本发明描述了式(I)的双重H1反向激动剂/5-HT2A受体拮抗剂,其用途和其制备方法。

Description

作为双重活性H1反向激动剂/5-HT2A拮抗剂的(噻吩并[2,3-b][1,5]苯并氧氮杂䓬-4-基)哌嗪-1-基化合物
组胺通过其与至少四种不同的G蛋白偶联受体(H1-H4受体)的相互作用,在各种生理学过程中扮演重要角色。在CNS中,H1受体在睡眠调节循环中起到关键作用,并且已知H1拮抗剂/反向激动剂可引起嗜眠。
同样,5-羟色胺通过其与至少十四种不同的G蛋白偶联受体的相互作用,在各种生理学过程中起到重要作用。调节CNS中的5-HT2A受体在睡眠调节循环中起到关键作用,并且已经证明,5-HT2A拮抗剂可改善失眠患者的慢波睡眠和睡眠保持。
具有H1或5-HT2A反向激动剂或拮抗剂活性的化合物已经用于治疗失眠(例如,分别为多塞平和曲唑酮),并且在动物睡眠研究中显示出显著的药理效果。然而,目前还不能商购得到选择性的双重活性H1/5-HT2A反向激动剂/拮抗剂。
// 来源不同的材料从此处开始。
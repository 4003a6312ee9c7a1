use chrono::Utc;
use rusqlite::types::Value;
use rusqlite::{params, params_from_iter, Connection, OptionalExtension, Row, Transaction};
use uuid::Uuid;

use super::rows::{fmt_ts, int, opt_json_col, placeholders, to_json, ts_col};
use crate::constants::PARTY;
use crate::domain::{Membership, MembershipPost, Person, PersonRecord};
use crate::error::Result;
use crate::storage::PersonFilter;

const PERSON_COLUMNS: &str = "p.id, p.name, p.sort_name, p.given_name, p.family_name, p.image, \
     p.email, p.primary_party, p.current_jurisdiction_id, p.current_role, p.created_at, p.updated_at";
const MEMBERSHIP_COLUMNS: &str = "m.id, m.person_id, m.organization_id, m.post_id, m.role, \
     m.start_date, m.end_date, po.id, po.label, po.role, po.division_id";

fn person_from_row(row: &Row<'_>) -> rusqlite::Result<Person> {
    Ok(Person {
        id: row.get(0)?,
        name: row.get(1)?,
        sort_name: row.get(2)?,
        given_name: row.get(3)?,
        family_name: row.get(4)?,
        image: row.get(5)?,
        email: row.get(6)?,
        primary_party: row.get(7)?,
        current_jurisdiction_id: row.get(8)?,
        current_role: opt_json_col(row, 9)?,
        created_at: ts_col(row, 10)?,
        updated_at: ts_col(row, 11)?,
    })
}

fn membership_from_row(row: &Row<'_>) -> rusqlite::Result<Membership> {
    let post_id: Option<String> = row.get(7)?;
    let post = match post_id {
        Some(id) => Some(MembershipPost {
            id,
            label: row.get(8)?,
            role: row.get(9)?,
            division_id: row.get(10)?,
        }),
        None => None,
    };
    Ok(Membership {
        id: row.get(0)?,
        person_id: row.get(1)?,
        organization_id: row.get(2)?,
        post_id: row.get(3)?,
        post,
        role: row.get(4)?,
        start_date: row.get(5)?,
        end_date: row.get(6)?,
    })
}

fn today() -> String {
    Utc::now().date_naive().format("%Y-%m-%d").to_string()
}

pub(super) fn save_person(conn: &mut Connection, record: &PersonRecord) -> Result<()> {
    let tx = conn.transaction()?;
    let person = &record.person;
    let current_role = person.current_role.as_ref().map(to_json).transpose()?;

    tx.execute(
        "INSERT INTO people (id, name, sort_name, given_name, family_name, image, email,
             primary_party, current_jurisdiction_id, current_role, created_at, updated_at)
         VALUES (?1, ?2, ?3, ?4, ?5, ?6, ?7, ?8, ?9, ?10, ?11, ?12)
         ON CONFLICT(id) DO UPDATE SET name=excluded.name, sort_name=excluded.sort_name,
             given_name=excluded.given_name, family_name=excluded.family_name,
             image=excluded.image, email=excluded.email, primary_party=excluded.primary_party,
             current_jurisdiction_id=excluded.current_jurisdiction_id,
             current_role=excluded.current_role, updated_at=excluded.updated_at",
        params![
            person.id,
            person.name,
            person.sort_name,
            person.given_name,
            person.family_name,
            person.image,
            person.email,
            person.primary_party,
            person.current_jurisdiction_id,
            current_role,
            fmt_ts(&person.created_at),
            fmt_ts(&person.updated_at)
        ],
    )?;

    tx.execute("DELETE FROM memberships WHERE person_id = ?1", params![person.id])?;
    for membership in &record.memberships {
        insert_membership(&tx, &person.id, membership)?;
    }
    for party in &record.party_memberships {
        let organization_id = party_organization(&tx, party)?;
        let membership = Membership {
            id: String::new(),
            person_id: person.id.clone(),
            organization_id,
            post_id: None,
            post: None,
            role: "member".to_string(),
            start_date: String::new(),
            end_date: String::new(),
        };
        insert_membership(&tx, &person.id, &membership)?;
    }

    tx.commit()?;
    Ok(())
}

fn insert_membership(tx: &Transaction<'_>, person_id: &str, membership: &Membership) -> Result<()> {
    let id = if membership.id.is_empty() {
        format!("ocd-membership/{}", Uuid::new_v4())
    } else {
        membership.id.clone()
    };
    tx.execute(
        "INSERT INTO memberships (id, person_id, organization_id, post_id, role, start_date, end_date)
         VALUES (?1, ?2, ?3, ?4, ?5, ?6, ?7)
         ON CONFLICT(id) DO UPDATE SET person_id=excluded.person_id,
             organization_id=excluded.organization_id, post_id=excluded.post_id, role=excluded.role,
             start_date=excluded.start_date, end_date=excluded.end_date",
        params![
            id,
            person_id,
            membership.organization_id,
            membership.post_id,
            membership.role,
            membership.start_date,
            membership.end_date
        ],
    )?;
    Ok(())
}

/// Party organizations are shared across jurisdictions and created on first use.
fn party_organization(tx: &Transaction<'_>, name: &str) -> Result<String> {
    let existing: Option<String> = tx
        .query_row(
            "SELECT id FROM organizations WHERE classification = ?1 AND name = ?2",
            params![PARTY, name],
            |row| row.get(0),
        )
        .optional()?;
    if let Some(id) = existing {
        return Ok(id);
    }
    let id = format!("ocd-organization/{}", Uuid::new_v4());
    tx.execute(
        "INSERT INTO organizations (id, name, classification) VALUES (?1, ?2, ?3)",
        params![id, name, PARTY],
    )?;
    Ok(id)
}

pub(super) fn get_people_by_ids(conn: &Connection, ids: &[String]) -> Result<Vec<Person>> {
    if ids.is_empty() {
        return Ok(Vec::new());
    }
    let sql = format!(
        "SELECT {PERSON_COLUMNS} FROM people p WHERE p.id IN ({})",
        placeholders(ids.len())
    );
    let mut stmt = conn.prepare(&sql)?;
    let rows = stmt.query_map(params_from_iter(ids.iter()), person_from_row)?;
    Ok(rows.collect::<rusqlite::Result<Vec<_>>>()?)
}

/// Membership subquery restricted to one organization (by id or name) and,
/// optionally, to current memberships and a district label.
fn membership_clause(
    org: &str,
    current: bool,
    district: Option<&str>,
    values: &mut Vec<Value>,
) -> String {
    let mut clause = String::from(
        "EXISTS (SELECT 1 FROM memberships m JOIN organizations o ON o.id = m.organization_id \
         LEFT JOIN posts po ON po.id = m.post_id \
         WHERE m.person_id = p.id AND (o.id = ? OR o.name = ?)",
    );
    values.push(Value::Text(org.to_string()));
    values.push(Value::Text(org.to_string()));
    if current {
        clause.push_str(" AND (m.end_date = '' OR m.end_date >= ?)");
        values.push(Value::Text(today()));
    }
    if let Some(district) = district {
        clause.push_str(" AND po.label = ?");
        values.push(Value::Text(district.to_string()));
    }
    clause.push(')');
    clause
}

fn person_where(filter: &PersonFilter) -> (String, Vec<Value>) {
    let mut clauses = Vec::new();
    let mut values = Vec::new();

    if let Some(name) = &filter.name {
        clauses.push("p.name LIKE ?".to_string());
        values.push(Value::Text(format!("%{name}%")));
    }
    if let Some(jurisdiction_id) = &filter.jurisdiction_id {
        clauses.push("p.current_jurisdiction_id = ?".to_string());
        values.push(Value::Text(jurisdiction_id.clone()));
    }
    let district = filter.district.as_deref();
    if let Some(org) = &filter.member_of {
        clauses.push(membership_clause(org, true, district, &mut values));
    }
    if let Some(org) = &filter.ever_member_of {
        let district = if filter.member_of.is_some() { None } else { district };
        clauses.push(membership_clause(org, false, district, &mut values));
    }
    if let Some(division_id) = &filter.division_id {
        clauses.push(
            "EXISTS (SELECT 1 FROM memberships m JOIN posts po ON po.id = m.post_id \
             WHERE m.person_id = p.id AND po.division_id = ? \
             AND (m.end_date = '' OR m.end_date >= ?))"
                .to_string(),
        );
        values.push(Value::Text(division_id.clone()));
        values.push(Value::Text(today()));
    }

    if clauses.is_empty() {
        (String::new(), values)
    } else {
        (format!("WHERE {}", clauses.join(" AND ")), values)
    }
}

pub(super) fn count_people(conn: &Connection, filter: &PersonFilter) -> Result<usize> {
    let (where_sql, values) = person_where(filter);
    let sql = format!("SELECT COUNT(*) FROM people p {where_sql}");
    let count: i64 = conn.query_row(&sql, params_from_iter(values.iter()), |row| row.get(0))?;
    Ok(count as usize)
}

pub(super) fn search_people(
    conn: &Connection,
    filter: &PersonFilter,
    offset: usize,
    limit: usize,
) -> Result<Vec<Person>> {
    let (where_sql, mut values) = person_where(filter);
    let sql = format!("SELECT {PERSON_COLUMNS} FROM people p {where_sql} ORDER BY p.name, p.id LIMIT ? OFFSET ?");
    values.push(int(limit));
    values.push(int(offset));
    let mut stmt = conn.prepare(&sql)?;
    let rows = stmt.query_map(params_from_iter(values.iter()), person_from_row)?;
    Ok(rows.collect::<rusqlite::Result<Vec<_>>>()?)
}

pub(super) fn memberships_for_people(conn: &Connection, person_ids: &[String]) -> Result<Vec<Membership>> {
    if person_ids.is_empty() {
        return Ok(Vec::new());
    }
    let sql = format!(
        "SELECT {MEMBERSHIP_COLUMNS} FROM memberships m LEFT JOIN posts po ON po.id = m.post_id
         WHERE m.person_id IN ({}) ORDER BY m.person_id, m.start_date, m.id",
        placeholders(person_ids.len())
    );
    let mut stmt = conn.prepare(&sql)?;
    let rows = stmt.query_map(params_from_iter(person_ids.iter()), membership_from_row)?;
    Ok(rows.collect::<rusqlite::Result<Vec<_>>>()?)
}

pub(super) fn memberships_for_organization(conn: &Connection, organization_id: &str) -> Result<Vec<Membership>> {
    let sql = format!(
        "SELECT {MEMBERSHIP_COLUMNS} FROM memberships m LEFT JOIN posts po ON po.id = m.post_id
         WHERE m.organization_id = ?1 ORDER BY m.start_date, m.id"
    );
    let mut stmt = conn.prepare(&sql)?;
    let rows = stmt.query_map(params![organization_id], membership_from_row)?;
    Ok(rows.collect::<rusqlite::Result<Vec<_>>>()?)
}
WO 2007/022068描述了用于治疗睡眠障碍的某些取代的(噻吩并[2,3-b][1,5]苯并二氮杂䓬-4-基)哌嗪-1-基和(噻吩并[2,3-b][1,5]苯并氧氮杂䓬-4-基)哌嗪-1-基化合物。
本发明提供了3-[4-(2,8-二甲基-噻吩并[2,3-b][1,5]苯并氧氮杂䓬-4-基)哌嗪-1-基]-2,2-二甲基-丙酸和其可药用盐,尤其与其它组胺受体、5-羟色胺受体及其它生理学相关的受体相比较,特别是与5-HT2C受体、GABAA受体、毒蕈碱性受体、多巴胺能受体、肾上腺素能受体和hERG通道相比较,其对于H1受体具有高反向激动剂效能,对于5-HT2A受体具有高拮抗剂效能,并且对于这些受体具有良好的选择性。这些化合物通过动物模型还表明,它们可用于治疗以睡眠保持差为特征的睡眠障碍。因此,认为该化合物可用于治疗以睡眠潜伏期(sleep latency)差或睡眠保持差或这两者为特征的睡眠障碍,例如治疗失眠,例如长期或暂时性原发性失眠、或长期或暂时性继发性失眠、或这两种失眠。继发性失眠的例子包括但不局限于:与抑郁症(例如,严重抑郁症、情绪不良和/或循环性精神病)相关的失眠、与焦虑症(例如,广泛性焦虑症和/或社交恐惧症)相关的失眠、与疼痛(例如,肌纤维痛、慢性骨或关节疼痛,例如,与炎性关节炎或骨关节炎相关的疼痛,或糖尿病性的神经性疼痛)相关的失眠、与过敏性反应(例如,过敏性哮喘、瘙痒、鼻炎(rhinitus)、充血等)相关的失眠、与肺或呼吸道病症(例如,阻塞性睡眠呼吸暂停,反应性呼吸道疾病,等)相关的失眠、与精神病症、痴呆和/或神经变性疾病相关的失眠和/或与生理节奏睡眠障碍(例如,换班工作睡眠障碍、时差综合症、睡眠相位后移障碍、晚期睡眠障碍和非24小时睡眠-觉醒综合征,等)相关的失眠。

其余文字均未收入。